Andrew Stock, Origin’s executive GM for major development projects, stated, “We are pleased to joint venture with Micron as a global semiconductor leader to further explore the potential of solar photovoltaic technology. The near-term objective of the joint venture is to combine the work Origin has done to date in solar development with Micron’s capabilities, and to examine opportunities for commercialization.”

Micron spokesman Dan Francisco confirmed the report but told PV Tech (sister publication to Fabtech) that “we don’t have much detail to provide beyond what is in the press release that Origin issued.”

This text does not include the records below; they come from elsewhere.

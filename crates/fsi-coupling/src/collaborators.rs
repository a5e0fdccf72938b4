//! Contracts of the solvers driven by the coupling loop.
//!
//! The simulation state is owned by the caller and passed to every call;
//! collaborators own the content of the history entries they append.

use crate::error::{CouplingError, CouplingResult};
use fsi_state::{AeroTimestepState, SimulationState, StructuralTimestepState};
use nalgebra::{DMatrix, Matrix3, Vector3};

/// Run-level values forwarded to collaborators at initialisation.
#[derive(Clone, Copy, Debug, PartialEq)]
pub struct SolverContext {
    /// Outer timestep (seconds)
    pub dt: f64,
    /// Structural load steps per outer step
    pub structural_substeps: usize,
    /// Outer steps in this run
    pub n_time_steps: usize,
}

/// Structural dynamics solver.
pub trait StructuralSolver {
    /// Identifier for diagnostics.
    fn name(&self) -> &str;

    fn initialise(&mut self, state: &mut SimulationState, ctx: &SolverContext)
    -> CouplingResult<()>;

    /// Advance `estimate` over one outer step under its applied forces.
    fn run(
        &mut self,
        state: &mut SimulationState,
        estimate: &mut StructuralTimestepState,
    ) -> CouplingResult<()>;

    /// Append a placeholder entry to the structural history.
    fn add_step(&mut self, state: &mut SimulationState) -> CouplingResult<()> {
        state.structure.add_step()?;
        Ok(())
    }

    /// Compute load resultants for reporting.
    fn extract_resultants(&mut self, _state: &SimulationState) -> CouplingResult<()> {
        Ok(())
    }

    /// Integrate the frame-of-reference position of history entry `index`.
    fn integrate_position(
        &mut self,
        state: &mut SimulationState,
        index: usize,
        dt: f64,
    ) -> CouplingResult<()> {
        state.structure.integrate_position(index, dt)?;
        Ok(())
    }

    /// Gravitational acceleration, when the solver models it.
    fn gravity(&self) -> Option<f64> {
        None
    }

    fn set_gravity(&mut self, _g: f64) -> CouplingResult<()> {
        Err(CouplingError::collaborator(self.name(), "gravity is not supported"))
    }
}

/// Aerodynamic solver.
pub trait AeroSolver {
    /// Identifier for diagnostics.
    fn name(&self) -> &str;

    fn initialise(&mut self, state: &mut SimulationState, ctx: &SolverContext)
    -> CouplingResult<()>;

    /// Rebuild the surface grid of `aero` from the deformed structure.
    fn update_custom_grid(
        &mut self,
        state: &SimulationState,
        structural: &StructuralTimestepState,
        aero: &mut AeroTimestepState,
    ) -> CouplingResult<()>;

    /// Solve the flow on `aero`, filling its steady and dynamic forces.
    fn run(
        &mut self,
        state: &mut SimulationState,
        aero: &mut AeroTimestepState,
        structural: &StructuralTimestepState,
        convect_wake: bool,
        unsteady_contribution: bool,
    ) -> CouplingResult<()>;

    /// Append a placeholder entry to the aero history.
    fn add_step(&mut self, state: &mut SimulationState) -> CouplingResult<()> {
        state.aero.add_step()?;
        Ok(())
    }

    /// Free-stream air density, when the solver models it.
    fn air_density(&self) -> Option<f64> {
        None
    }

    fn set_air_density(&mut self, _rho: f64) -> CouplingResult<()> {
        Err(CouplingError::collaborator(self.name(), "air density is not supported"))
    }
}

/// Postprocessor invoked after every committed step.
pub trait Postprocessor {
    /// Identifier for diagnostics.
    fn name(&self) -> &str;

    fn initialise(&mut self, state: &mut SimulationState, ctx: &SolverContext)
    -> CouplingResult<()>;

    /// Process the latest committed step. `online` is true inside the time loop.
    fn run(&mut self, state: &mut SimulationState, online: bool) -> CouplingResult<()>;
}

/// Maps grid-vertex loads onto structural nodes.
pub trait ForceMapper {
    /// Return a `num_node x 6` array of nodal loads in the body frame.
    ///
    /// # Arguments
    /// * `forces` - Vertex loads, `num_vertex x 6`, inertial frame
    /// * `struct2aero` - Structural node of each vertex
    /// * `zeta` - Vertex coordinates
    /// * `pos` - Structural nodal positions
    /// * `psi` - Structural nodal orientations
    /// * `cag` - Rotation from the inertial to the body frame
    fn map(
        &self,
        forces: &DMatrix<f64>,
        struct2aero: &[usize],
        zeta: &[Vector3<f64>],
        pos: &[Vector3<f64>],
        psi: &[Vector3<f64>],
        cag: &Matrix3<f64>,
    ) -> CouplingResult<DMatrix<f64>>;
}
#[test]
fn without_cleanup_numbering_continues_from_history() {
    let calls = Rc::new(Recorder::default());
    let reg = registry(&calls, 0.0, None);
    let mut state = seed_state();
    for _ in 0..3 {
        state.structure.add_step().unwrap();
        state.aero.add_step().unwrap();
    }
    let cfg = CouplingSettings {
        cleanup_previous_solution: false,
        n_time_steps: 2,
        ..settings()
    };

    let mut orch = CouplingOrchestrator::initialise(cfg, &reg, &mut state).unwrap();
    let summary = orch.run(&mut state).unwrap();

    let numbers: Vec<usize> = summary.steps.iter().map(|s| s.ts).collect();
    assert_eq!(numbers, vec![4, 5]);
    assert_eq!(state.structural_history_len(), 6);
}

#[test]
fn misaligned_histories_are_rejected() {
    let calls = Rc::new(Recorder::default());
    let reg = registry(&calls, 0.0, None);
    let mut state = seed_state();
    state.structure.add_step().unwrap();
    let cfg = CouplingSettings {
        cleanup_previous_solution: false,
        ..settings()
    };
    let err = CouplingOrchestrator::initialise(cfg, &reg, &mut state).err().unwrap();
    assert!(matches!(err, CouplingError::History { .. }));
}

#[test]
fn unsteady_flag_stays_off_during_startup_steps() {
    let calls = Rc::new(Recorder::default());
    let reg = registry(&calls, 0.0, None);
    let mut state = seed_state();
    let cfg = CouplingSettings {
        n_time_steps: 6,
        fsi_substeps: 10,
        include_unsteady_force_contribution: true,
        ..settings()
    };

    let mut orch = CouplingOrchestrator::initialise(cfg, &reg, &mut state).unwrap();
    let summary = orch.run(&mut state).unwrap();

    let flags = calls.unsteady_flags.borrow();
    for (ts, flag) in flags.iter() {
        if *ts < 5 {
            assert!(!flag, "unsteady forces must stay off at ts={ts}");
        }
    }
    // At ts 5 and 6 the ramp starts at zero and is switched on from k = 1.
    let late: Vec<bool> = flags
        .iter()
        .filter(|(ts, _)| *ts == 6)
        .map(|(_, f)| *f)
        .collect();
    assert!(!late[0]);
    assert!(late[1..].iter().all(|f| *f));
    // Convergence is held back until the ramp has fully engaged.
    assert!(summary.steps.iter().all(|s| s.substeps >= 5));
}

#[test]
fn postprocessors_run_in_order_after_commit() {
    let calls = Rc::new(Recorder::default());
    let reg = registry(&calls, 0.0, None);
    let mut state = seed_state();
    let cfg = CouplingSettings {
        n_time_steps: 2,
        postprocessors: vec!["Second".to_string(), "First".to_string()],
        ..settings()
    };

    let mut orch = CouplingOrchestrator::initialise(cfg, &reg, &mut state).unwrap();
    orch.run(&mut state).unwrap();

    let calls = calls.postprocessor_calls.borrow();
    let expected = vec![
        ("Second".to_string(), 2),
        ("First".to_string(), 2),
        ("Second".to_string(), 3),
        ("First".to_string(), 3),
    ];
    assert_eq!(*calls, expected);
}

#[test]
fn progress_records_follow_each_commit() {
    let calls = Rc::new(Recorder::default());
    let reg = registry(&calls, 0.0, None);
    let mut state = seed_state();
    let cfg = CouplingSettings {
        n_time_steps: 3,
        ..settings()
    };

    let mut orch = CouplingOrchestrator::initialise(cfg, &reg, &mut state).unwrap();
    let mut records: Vec<ProgressRecord> = Vec::new();
    let mut cb = |r: &ProgressRecord| records.push(r.clone());
    orch.run_with_progress(&mut state, Some(&mut cb)).unwrap();

    assert_eq!(records.len(), 3);
    assert_eq!(records[2].ts, 3);
    assert_eq!(records[0].for_vel_x, 10.0);
    assert!((records[0].force_z - 8.0).abs() < 1e-12);
    assert!(records[0].log10_res_dqdt.is_infinite());
}

#[test]
fn unknown_solver_fails_initialise() {
    let calls = Rc::new(Recorder::default());
    let reg = registry(&calls, 0.0, None);
    let mut state = seed_state();
    let cfg = CouplingSettings {
        aero_solver: "Missing".to_string(),
        ..settings()
    };
    let err = CouplingOrchestrator::initialise(cfg, &reg, &mut state).err().unwrap();
    assert!(matches!(err, CouplingError::UnknownSolver { kind: "aero", .. }));
}
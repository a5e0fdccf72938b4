use thiserror::Error;

pub type CoreResult<T> = Result<T, CoreError>;

#[derive(Error, Debug, Clone, PartialEq)]
pub enum CoreError {
    #[error("Non-finite numeric value for {what} at index {index}: {value}")]
    NonFinite {
        what: &'static str,
        index: usize,
        value: f64,
    },

    #[error("Length mismatch for {what}: {left} != {right}")]
    LengthMismatch {
        what: &'static str,
        left: usize,
        right: usize,
    },
}
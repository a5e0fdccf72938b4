//! SI quantities for reported and aerodynamic values.

use uom::si::f64::{
    Area as UomArea, Force as UomForce, MassDensity as UomMassDensity, Pressure as UomPressure,
    Time as UomTime, Velocity as UomVelocity,
};

pub type Area = UomArea;
pub type Density = UomMassDensity;
pub type Force = UomForce;
pub type Pressure = UomPressure;
pub type Time = UomTime;
pub type Velocity = UomVelocity;

#[inline]
pub fn s(v: f64) -> Time {
    use uom::si::time::second;
    Time::new::<second>(v)
}

#[inline]
pub fn m2(v: f64) -> Area {
    use uom::si::area::square_meter;
    Area::new::<square_meter>(v)
}

#[inline]
pub fn mps(v: f64) -> Velocity {
    use uom::si::velocity::meter_per_second;
    Velocity::new::<meter_per_second>(v)
}

#[inline]
pub fn kgpm3(v: f64) -> Density {
    use uom::si::mass_density::kilogram_per_cubic_meter;
    Density::new::<kilogram_per_cubic_meter>(v)
}

/// Dynamic pressure `0.5 * rho * u^2`.
#[inline]
pub fn dynamic_pressure(rho: Density, u: Velocity) -> Pressure {
    0.5 * rho * u * u
}
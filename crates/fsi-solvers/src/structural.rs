//! Lumped mass-spring-damper structure with Newmark time integration.

use crate::error::{SolverError, SolverResult, parse_settings};
use fsi_coupling::{CouplingResult, SolverContext, StructuralSolver};
use fsi_state::{SimulationState, StructuralTimestepState};
use nalgebra::Vector3;
use serde::{Deserialize, Serialize};
use tracing::debug;

/// Newmark average-acceleration parameters.
const GAMMA: f64 = 0.5;
const BETA: f64 = 0.25;

/// Settings block for [`LumpedStructure`].
#[derive(Debug, Clone, Serialize, Deserialize, PartialEq)]
#[serde(default)]
pub struct LumpedStructureSettings {
    /// Mass per translational DOF (kg)
    pub mass: f64,
    /// Stiffness per translational DOF (N/m)
    pub stiffness: f64,
    /// Damping per translational DOF (N s/m)
    pub damping: f64,
    /// Nodes held at their reference position
    pub clamped_nodes: Vec<usize>,
    /// Gravitational acceleration along -z (m/s^2)
    pub gravity: f64,
}

impl Default for LumpedStructureSettings {
    fn default() -> Self {
        Self {
            mass: 1.0,
            stiffness: 100.0,
            damping: 0.5,
            clamped_nodes: Vec::new(),
            gravity: 0.0,
        }
    }
}

/// Independent 3-DOF oscillator at every structural node.
///
/// Generalized coordinates are the stacked nodal displacements from the
/// reference configuration, `q[3 * node + axis]`.
#[derive(Debug, Clone)]
pub struct LumpedStructure {
    settings: LumpedStructureSettings,
    ref_pos: Vec<Vector3<f64>>,
    dt: f64,
    substeps: usize,
    last_resultant: Vector3<f64>,
}

impl LumpedStructure {
    pub const ID: &'static str = "LumpedStructure";

    pub fn new(settings: LumpedStructureSettings) -> SolverResult<Self> {
        if settings.mass.is_nan() || settings.mass <= 0.0 {
            return Err(invalid("mass must be positive"));
        }
        if settings.stiffness < 0.0 || settings.damping < 0.0 {
            return Err(invalid("stiffness and damping must be non-negative"));
        }
        if !settings.gravity.is_finite() {
            return Err(invalid("gravity must be finite"));
        }
        Ok(Self {
            settings,
            ref_pos: Vec::new(),
            dt: 0.0,
            substeps: 1,
            last_resultant: Vector3::zeros(),
        })
    }

    pub fn from_value(value: &serde_json::Value) -> SolverResult<Self> {
        Self::new(parse_settings(Self::ID, value)?)
    }

    /// Total applied force of the last committed step, from `extract_resultants`.
    pub fn last_resultant(&self) -> Vector3<f64> {
        self.last_resultant
    }

    fn is_clamped(&self, node: usize) -> bool {
        self.settings.clamped_nodes.contains(&node)
    }

    /// One Newmark step of size `h` for a single DOF.
    fn newmark(&self, h: f64, force: f64, u: f64, v: f64, a: f64) -> (f64, f64, f64) {
        let (m, c, k) = (
            self.settings.mass,
            self.settings.damping,
            self.settings.stiffness,
        );
        let k_eff = k + GAMMA / (BETA * h) * c + m / (BETA * h * h);
        let p_eff = force
            + m * (u / (BETA * h * h) + v / (BETA * h) + (0.5 / BETA - 1.0) * a)
            + c * (GAMMA / (BETA * h) * u
                + (GAMMA / BETA - 1.0) * v
                + h * (0.5 * GAMMA / BETA - 1.0) * a);
        let u1 = p_eff / k_eff;
        let a1 = (u1 - u) / (BETA * h * h) - v / (BETA * h) - (0.5 / BETA - 1.0) * a;
        let v1 = v + h * ((1.0 - GAMMA) * a + GAMMA * a1);
        (u1, v1, a1)
    }
}

impl StructuralSolver for LumpedStructure {
    fn name(&self) -> &str {
        Self::ID
    }

    fn initialise(&mut self, state: &mut SimulationState, ctx: &SolverContext) -> CouplingResult<()> {
        let ini = &state.structure.ini_info;
        let num_node = ini.num_node();
        if ini.q.len() != 3 * num_node {
            return Err(invalid(format!(
                "expected {} generalized coordinates for {num_node} nodes, got {}",
                3 * num_node,
                ini.q.len()
            ))
            .into());
        }
        if let Some(node) = self.settings.clamped_nodes.iter().find(|n| **n >= num_node) {
            return Err(invalid(format!("clamped node {node} out of range")).into());
        }
        self.ref_pos = (0..num_node)
            .map(|i| ini.pos[i] - Vector3::new(ini.q[3 * i], ini.q[3 * i + 1], ini.q[3 * i + 2]))
            .collect();
        self.dt = ctx.dt;
        self.substeps = ctx.structural_substeps.max(1);
        Ok(())
    }

    fn run(
        &mut self,
        _state: &mut SimulationState,
        estimate: &mut StructuralTimestepState,
    ) -> CouplingResult<()> {
        let h = self.dt / self.substeps as f64;
        for node in 0..self.ref_pos.len() {
            for axis in 0..3 {
                let dof = 3 * node + axis;
                if self.is_clamped(node) {
                    estimate.q[dof] = 0.0;
                    estimate.dqdt[dof] = 0.0;
                    estimate.dqddt[dof] = 0.0;
                    continue;
                }
                let mut force = estimate.steady_applied_forces[(node, axis)]
                    + estimate.unsteady_applied_forces[(node, axis)];
                if axis == 2 {
                    force -= self.settings.mass * self.settings.gravity;
                }
                let (mut u, mut v, mut a) = (estimate.q[dof], estimate.dqdt[dof], estimate.dqddt[dof]);
                for _ in 0..self.substeps {
                    (u, v, a) = self.newmark(h, force, u, v, a);
                }
                estimate.q[dof] = u;
                estimate.dqdt[dof] = v;
                estimate.dqddt[dof] = a;
            }
            estimate.pos[node] = self.ref_pos[node]
                + Vector3::new(
                    estimate.q[3 * node],
                    estimate.q[3 * node + 1],
                    estimate.q[3 * node + 2],
                );
        }
        Ok(())
    }

    fn extract_resultants(&mut self, state: &SimulationState) -> CouplingResult<()> {
        let last = state.last_structural()?;
        let total = &last.steady_applied_forces + &last.unsteady_applied_forces;
        self.last_resultant = Vector3::new(
            total.column(0).sum(),
            total.column(1).sum(),
            total.column(2).sum(),
        );
        debug!(ts = state.ts, resultant = ?self.last_resultant, "structural resultants");
        Ok(())
    }

    fn gravity(&self) -> Option<f64> {
        Some(self.settings.gravity)
    }

    fn set_gravity(&mut self, g: f64) -> CouplingResult<()> {
        if !g.is_finite() {
            return Err(invalid("gravity must be finite").into());
        }
        self.settings.gravity = g;
        Ok(())
    }
}

fn invalid(what: impl Into<String>) -> SolverError {
    SolverError::Settings {
        solver: LumpedStructure::ID,
        message: what.into(),
    }
}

“While the venture is in the early stages of exploration, it is clear there is value in combining the knowledge and capabilities of the two companies in this effort to further develop new and innovative solar photovoltaic technologies,” he added. “Beyond that, because the venture is in the early stages of exploration, it’s too early to attempt to discuss specific details.”

Origin has been working on the “Sliver” monocrystalline-silicon PV technology (see below photo), developed at Australian National University’s Centre for Sustainable Energy Systems, at its dedicated research and pilot manufacturing facility in Adelaide’s Regency Park for several years.

Micron has shown an interest in getting into the solar PV sector for awhile, telling PV Tech in March 2009 that it was "uniquely positioned to use the company's semiconductor manufacturing expertise to dramatically lower costs for these manufacturing technologies.” The company already holds certain patents in the field.

The Idaho Statesman reports that the agreement between the two companies was signed in December, according to an internal Micron memo it obtained. The news story also says that a source told the paper that Origin has been “testing the manufacturing” of its cells this month at Micron’s Boise facilities.

Coverage of the deal in the Sydney Morning Herald quotes an Origin spokesman as saying that the joint venture’s board will have its “first meeting in the next few months,” and that the JV “will be in a position to assess opportunities in the future.”